▸ **WHAT THIS TASK INVOLVES**: Among the lines below, a stretch begins at the one with "description exceeds the accepted length." and ends at the one with "size must be". Repeat that stretch exactly, ends included.

▸ **SOURCE INFORMATION**:

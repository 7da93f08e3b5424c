//! Error types for task tracker domain validation and parsing.

use thiserror::Error;

/// Errors returned while constructing domain values.
#[derive(Debug, Clone, Error, PartialEq, Eq)]
pub enum TaskDomainError {
    /// The email address is malformed.
    #[error("invalid email address '{0}'")]
    InvalidEmail(String),

    /// The task title is empty after trimming.
    #[error("task title must not be empty")]
    EmptyTaskTitle,

    /// The project name is empty after trimming.
    #[error("project name must not be empty")]
    EmptyProjectName,

    /// The project name exceeds the accepted length.
    #[error("project name has {0} characters, at most 255 are allowed")]
    ProjectNameTooLong(usize),

    /// The project description exceeds the accepted length.
    #[error("project description has {0} characters, at most 1000 are allowed")]
    ProjectDescriptionTooLong(usize),

    /// A page must hold at least one item.
    #[error("page size must be at least 1, got {0}")]
    InvalidPageSize(u32),
}

/// Error returned while parsing enumerated domain values from text.
#[derive(Debug, Clone, Error, PartialEq, Eq)]
#[error("unknown {kind}: {value}")]
pub struct ParseDomainValueError {
    /// Name of the enumeration being parsed.
    pub kind: &'static str,
    /// Offending input.
    pub value: String,
}

impl ParseDomainValueError {
    pub(crate) fn new(kind: &'static str, value: &str) -> Self {
        Self {
            kind,
            value: value.to_owned(),
        }
    }
}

▸ **FINAL ANSWER**:
    /// The project description exceeds the accepted length.
    #[error("project description has {0} characters, at most 1000 are allowed")]
    ProjectDescriptionTooLong(usize),

    /// A page must hold at least one item.
    #[error("page size must be at least 1, got {0}")]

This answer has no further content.